Saturday, July 14, 2007

Control

Having gotten this statement out with some semblance of dignity, Kyle proceeded to hold his breath. The Director looked at him. Or rather, the Director's eyes rolled over Kyle's person like a large truck with no brakes rolls over a bump in the road, continuing their ponderous course over the door, the desk, and finally slowing to a top looking out the window.

Kyle waited.

The Director continued to stare out the window at nothing in particular.
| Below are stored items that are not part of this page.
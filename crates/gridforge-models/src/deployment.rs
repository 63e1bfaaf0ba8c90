//! Deployments: the full workload set destined for one node.
//!
//! A deployment is mutable while planned and becomes the authoritative
//! remote state once pushed. Its identity on the ledger is the blake3
//! content hash over (version, twin, metadata, description, workloads,
//! signature requirement) — the same hash the owning identity signs before
//! a push, and the hash recorded in the node contract body.

use gridforge_core::{ContractId, Identity, TwinId};
use serde::{Deserialize, Serialize};
use std::fmt;

use crate::error::ModelError;
use crate::workload::Workload;

/// A 32-byte blake3 content hash of a deployment, hex-encoded for display
/// and serialization.
#[derive(Clone, Copy, PartialEq, Eq, Hash, Serialize, Deserialize)]
#[serde(try_from = "String", into = "String")]
pub struct DeploymentHash([u8; 32]);

impl DeploymentHash {
    /// Create a hash from raw bytes.
    #[must_use]
    pub const fn from_bytes(bytes: [u8; 32]) -> Self {
        Self(bytes)
    }

    /// Parse a hash from a hex-encoded string.
    ///
    /// # Errors
    ///
    /// Returns an error if the string is not valid hex or not exactly
    /// 64 characters.
    pub fn from_hex(s: &str) -> Result<Self, ModelError> {
        let bytes = hex::decode(s).map_err(|_| ModelError::InvalidHex)?;
        let arr: [u8; 32] = bytes.try_into().map_err(|_| ModelError::InvalidLength {
            expected: 32,
            got: s.len() / 2,
        })?;
        Ok(Self(arr))
    }

    /// Return the underlying bytes.
    #[must_use]
    pub const fn as_bytes(&self) -> &[u8; 32] {
        &self.0
    }

    /// Return the hex-encoded string representation.
    #[must_use]
    pub fn to_hex(&self) -> String {
        hex::encode(self.0)
    }
}

impl fmt::Debug for DeploymentHash {
    fn fmt(&self, f: &mut fmt::Formatter<'_>) -> fmt::Result {
        write!(f, "DeploymentHash({})", self.to_hex())
    }
}

impl fmt::Display for DeploymentHash {
    fn fmt(&self, f: &mut fmt::Formatter<'_>) -> fmt::Result {
        write!(f, "{}", self.to_hex())
    }
}

impl TryFrom<String> for DeploymentHash {
    type Error = ModelError;

    fn try_from(value: String) -> Result<Self, Self::Error> {
        Self::from_hex(&value)
    }
}

impl From<DeploymentHash> for String {
    fn from(hash: DeploymentHash) -> Self {
        hash.to_hex()
    }
}

/// One twin's entry in a deployment's signature requirement.
#[derive(Debug, Clone, PartialEq, Eq, Serialize, Deserialize)]
pub struct SignatureRequest {
    /// The twin whose signature is requested.
    pub twin_id: TwinId,
    /// Whether this twin's signature is mandatory.
    pub required: bool,
    /// The weight this twin's signature contributes.
    pub weight: u32,
}

/// A signature over a deployment's challenge hash.
#[derive(Debug, Clone, PartialEq, Eq, Serialize, Deserialize)]
pub struct DeploymentSignature {
    /// The signing twin.
    pub twin_id: TwinId,
    /// Hex-encoded signature bytes.
    pub signature: String,
}

/// Who may authorize changes to a deployment, and with what weight.
#[derive(Debug, Clone, PartialEq, Eq, Serialize, Deserialize)]
pub struct SignatureRequirement {
    /// Total signature weight required to authorize a change.
    pub weight_required: u32,
    /// The twins allowed to sign, with their weights.
    pub requests: Vec<SignatureRequest>,
    /// Signatures collected so far.
    pub signatures: Vec<DeploymentSignature>,
}

impl SignatureRequirement {
    /// A single-signer requirement: weight 1, one request at full weight.
    ///
    /// This is the default for deployments created by the engine on behalf
    /// of its own identity.
    #[must_use]
    pub fn single(twin_id: TwinId) -> Self {
        Self {
            weight_required: 1,
            requests: vec![SignatureRequest {
                twin_id,
                required: true,
                weight: 1,
            }],
            signatures: Vec::new(),
        }
    }
}

/// The full set of workloads destined for one node under one contract.
#[derive(Debug, Clone, PartialEq, Eq, Serialize, Deserialize)]
pub struct Deployment {
    /// Monotonically increasing version, bumped once per update cycle.
    pub version: u32,
    /// The requester twin that owns this deployment.
    pub twin_id: TwinId,
    /// The ledger contract backing this deployment; `ContractId::NONE`
    /// while still planned.
    pub contract_id: ContractId,
    /// Free-form metadata carried to the node.
    pub metadata: String,
    /// Human-readable description.
    pub description: String,
    /// Signature requirement authorizing changes.
    pub signature_requirement: SignatureRequirement,
    /// The ordered workloads.
    pub workloads: Vec<Workload>,
}

impl Deployment {
    /// Create a new empty deployment at version zero with no contract.
    #[must_use]
    pub fn new(twin_id: TwinId, signature_requirement: SignatureRequirement) -> Self {
        Self {
            version: 0,
            twin_id,
            contract_id: ContractId::NONE,
            metadata: String::new(),
            description: String::new(),
            signature_requirement,
            workloads: Vec::new(),
        }
    }

    /// Look up a workload by name.
    #[must_use]
    pub fn workload(&self, name: &str) -> Option<&Workload> {
        self.workloads.iter().find(|w| w.name == name)
    }

    /// True if a workload with this name exists in the deployment.
    #[must_use]
    pub fn contains_workload(&self, name: &str) -> bool {
        self.workload(name).is_some()
    }

    /// Append a workload, enforcing name uniqueness.
    ///
    /// # Errors
    ///
    /// Returns `ModelError::DuplicateWorkloadName` if a workload with the
    /// same name already exists. The deployment is unchanged on error.
    pub fn add_workload(&mut self, workload: Workload) -> Result<(), ModelError> {
        if self.contains_workload(&workload.name) {
            return Err(ModelError::DuplicateWorkloadName(workload.name));
        }
        self.workloads.push(workload);
        Ok(())
    }

    /// Count the public IPs this deployment reserves.
    ///
    /// Node contracts are sized by this count.
    #[must_use]
    pub fn public_ip_count(&self) -> u32 {
        u32::try_from(
            self.workloads
                .iter()
                .filter(|w| w.kind == crate::workload::WorkloadKind::PublicIp)
                .count(),
        )
        .unwrap_or(u32::MAX)
    }

    /// Bump the deployment version and align workload versions with it.
    pub fn bump_version(&mut self) {
        self.version += 1;
        for workload in &mut self.workloads {
            workload.version = self.version;
        }
    }

    /// Compute the stable content hash over this deployment.
    ///
    /// The hash covers version, twin, metadata, description, every workload
    /// (version, name, kind, payload), and the signature requirement. It
    /// deliberately excludes the contract ID (assigned after hashing) and
    /// collected signatures (which sign this hash).
    #[must_use]
    pub fn challenge_hash(&self) -> DeploymentHash {
        let mut hasher = blake3::Hasher::new();
        hasher.update(&self.version.to_le_bytes());
        hasher.update(&self.twin_id.value().to_le_bytes());
        hasher.update(self.metadata.as_bytes());
        hasher.update(self.description.as_bytes());

        for workload in &self.workloads {
            hasher.update(&workload.version.to_le_bytes());
            hasher.update(workload.name.as_bytes());
            hasher.update(workload.kind.as_str().as_bytes());
            hasher.update(workload.payload.to_string().as_bytes());
        }

        let requirement = &self.signature_requirement;
        hasher.update(&requirement.weight_required.to_le_bytes());
        for request in &requirement.requests {
            hasher.update(&request.twin_id.value().to_le_bytes());
            hasher.update(&[u8::from(request.required)]);
            hasher.update(&request.weight.to_le_bytes());
        }

        DeploymentHash(*hasher.finalize().as_bytes())
    }

    /// Sign the current challenge hash, replacing any previous signature by
    /// the same twin.
    pub fn sign(&mut self, identity: &dyn Identity) {
        let hash = self.challenge_hash();
        let signature = DeploymentSignature {
            twin_id: identity.twin_id(),
            signature: hex::encode(identity.sign(hash.as_bytes())),
        };

        let signatures = &mut self.signature_requirement.signatures;
        signatures.retain(|s| s.twin_id != identity.twin_id());
        signatures.push(signature);
    }
}

#[cfg(test)]
mod tests {
    use super::*;
    use crate::workload::WorkloadKind;
    use gridforge_core::Ed25519Identity;
    use serde_json::json;

    fn deployment() -> Deployment {
        Deployment::new(TwinId::new(42), SignatureRequirement::single(TwinId::new(42)))
    }

    fn vm(name: &str) -> Workload {
        Workload::new(name, WorkloadKind::Vm, json!({"cpu": 1}))
    }

    #[test]
    fn add_workload_rejects_duplicate_name() {
        let mut dpl = deployment();
        dpl.add_workload(vm("web1")).unwrap();

        let err = dpl.add_workload(vm("web1")).unwrap_err();
        assert!(matches!(err, ModelError::DuplicateWorkloadName(name) if name == "web1"));
        assert_eq!(dpl.workloads.len(), 1);
    }

    #[test]
    fn hash_is_stable_and_content_sensitive() {
        let mut a = deployment();
        a.add_workload(vm("web1")).unwrap();
        let mut b = deployment();
        b.add_workload(vm("web1")).unwrap();

        assert_eq!(a.challenge_hash(), b.challenge_hash());

        b.add_workload(vm("web2")).unwrap();
        assert_ne!(a.challenge_hash(), b.challenge_hash());
    }

    #[test]
    fn hash_ignores_contract_id_and_signatures() {
        let mut dpl = deployment();
        dpl.add_workload(vm("web1")).unwrap();
        let before = dpl.challenge_hash();

        dpl.contract_id = ContractId::new(77);
        dpl.sign(&Ed25519Identity::generate(TwinId::new(42)));

        assert_eq!(dpl.challenge_hash(), before);
    }

    #[test]
    fn hash_changes_with_version() {
        let mut dpl = deployment();
        dpl.add_workload(vm("web1")).unwrap();
        let before = dpl.challenge_hash();

        dpl.bump_version();
        assert_ne!(dpl.challenge_hash(), before);
        assert_eq!(dpl.version, 1);
        assert_eq!(dpl.workloads[0].version, 1);
    }

    #[test]
    fn sign_replaces_same_twin_signature() {
        let identity = Ed25519Identity::generate(TwinId::new(42));
        let mut dpl = deployment();
        dpl.add_workload(vm("web1")).unwrap();

        dpl.sign(&identity);
        dpl.sign(&identity);
        assert_eq!(dpl.signature_requirement.signatures.len(), 1);

        let hash = dpl.challenge_hash();
        let sig = hex::decode(&dpl.signature_requirement.signatures[0].signature).unwrap();
        assert!(identity.verify(hash.as_bytes(), &sig));
    }

    #[test]
    fn public_ip_count_only_counts_ips() {
        let mut dpl = deployment();
        dpl.add_workload(vm("web1")).unwrap();
        dpl.add_workload(Workload::new("ip1", WorkloadKind::PublicIp, json!({})))
            .unwrap();
        dpl.add_workload(Workload::new("ip2", WorkloadKind::PublicIp, json!({})))
            .unwrap();

        assert_eq!(dpl.public_ip_count(), 2);
    }

    #[test]
    fn hash_hex_roundtrip() {
        let mut dpl = deployment();
        dpl.add_workload(vm("web1")).unwrap();

        let hash = dpl.challenge_hash();
        let parsed = DeploymentHash::from_hex(&hash.to_hex()).unwrap();
        assert_eq!(parsed, hash);
    }

    #[test]
    fn hash_rejects_bad_hex() {
        assert!(matches!(
            DeploymentHash::from_hex("zz"),
            Err(ModelError::InvalidHex)
        ));
        assert!(matches!(
            DeploymentHash::from_hex("abcd"),
            Err(ModelError::InvalidLength { expected: 32, got: 2 })
        ));
    }
}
Kyle started to fidget, twitching his right knee back and forth inside his trouser leg, and touching each fingertip of his left hand to his left thumb in turn -- index, middle, ring, pinkie, ring, middle index -- over and over. He went over the protocols in his head to see if there was an additional prompt he was supposed to give to the Director, some additional magic words. That was a dead end. "If an atypical observation within the atmosphere is made, report IMMEDIATELY to the Director." The Director was supposed to take it from here. Was there a chance he had not heard? Was there a chance Kyle had been unclear? What had he said, exactly? "There's a cloud over LA." Seemed clear enough. Middle, ring, pinkie, index, middle. Shit, shit, shit.

Kyle wondered if there was any chance he could just go back to his post now. He had completed the duties immediately required of him, and whatever the next phase was here, the Director could just let him know through the usual channels. He was about to turn and quietly walk out when the Director spoke.

"Haven't you always wondered what it would be like?"

Kyle's fingers stopped tapping. "Sir?"

"Haven't you always wondered? Just once - to see something uncontrolled. To just let it go."

Kyle was 24 years old and had never really questioned authority. You did not come to work here if you were the kind of person who liked to question authority. You came to work here if rules made you feel secure, knowing who was in control made you feel safe, and be able to follow protocols made you feel like you were doing a good job. This was a dream job for Kyle. But now, just at this moment, he suddenly did not feel safe nor secure. And he was feeling mightily uncertain about his job performance, too.